Traditional multimedia applications like streaming video generate only a few media streams (e.g., audio and video) which in general originate and terminate at the same devices (e.g., media server to media client). The applications we envision go far beyond this traditional model and include myriad flows of information of many different types communicated between clusters of devices.

Each flow of information may play a different role within the application and thus should be matched with a specific transport-level protocol which provides the appropriate end-to-end networking behavior. Furthermore, these flows will have complex semantic relationships which must be exploited by the application to appropriately adapt to changing network conditions and respond to user interaction.

• The fundamental problem with current transport-level protocols within the C-to-C application context is their lack of coordination.

Application streams share a common intermediary path between clusters, and yet operate in isolation from one another.
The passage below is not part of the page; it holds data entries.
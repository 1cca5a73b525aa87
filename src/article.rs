// src/article.rs
use serde::{Deserialize, Serialize};

/// Placeholder source label used when no outlet could be detected.
pub const SOURCE_OTHER: &str = "기타";

/// One candidate article flowing through the curation pipeline.
///
/// `trust_score` and `normalized_title` are assigned exactly once at ingest
/// time and never recomputed. `body_text` only exists during the relevance
/// stage and is never persisted.
#[derive(Debug, Clone, Serialize, Deserialize, PartialEq)]
pub struct Article {
    pub keyword: String,
    pub title: String,
    pub url: String,
    pub source: String,
    pub trust_score: i32,
    pub published_at: String,
    pub collected_at: String,
    #[serde(default)]
    pub summary: String,
    pub normalized_title: String,
    #[serde(skip)]
    pub body_text: Option<String>,
}

impl Article {
    /// Test/builder helper: a minimal article with everything else defaulted.
    pub fn stub(keyword: &str, title: &str, url: &str, normalized_title: &str) -> Self {
        Self {
            keyword: keyword.to_string(),
            title: title.to_string(),
            url: url.to_string(),
            source: SOURCE_OTHER.to_string(),
            trust_score: 50,
            published_at: String::new(),
            collected_at: String::new(),
            summary: String::new(),
            normalized_title: normalized_title.to_string(),
            body_text: None,
        }
    }
}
As a result, flows may compete with one another when network resources become limited, instead of cooperating to use available bandwidth in application-controlled ways.

In this paper, we describe and evaluate a mechanism that allows transport-level protocol coordination of separate, but semantically related, flows of data. Our approach is to introduce mechanisms at the first- and last-hop routers which make measurements of current network conditions integrated across all flows associated with a particular C-to-C application. These measurements are then communicated to the transport-level protocols on each endpoint. This enables a coordinated response to congestion across all flows that reflects application-level goals and priorities. We leverage recent work in equation-based congestion control to ensure that the aggregate bandwidth used by all of the flows is TCP-friendly while allowing the application to allocate available bandwidth to individual flows in whatever manner suits its purposes.

The main contributions of this paper are:

• Identification of the C-to-C class of Internet applications, including a brief motivating example.
• Description of the networking challenges unique to this application type.
• A proposal for a mechanism that provides transport-level protocol coordination in C-to-C applications.
• Evaluation of several aspects of our mechanism using simulation.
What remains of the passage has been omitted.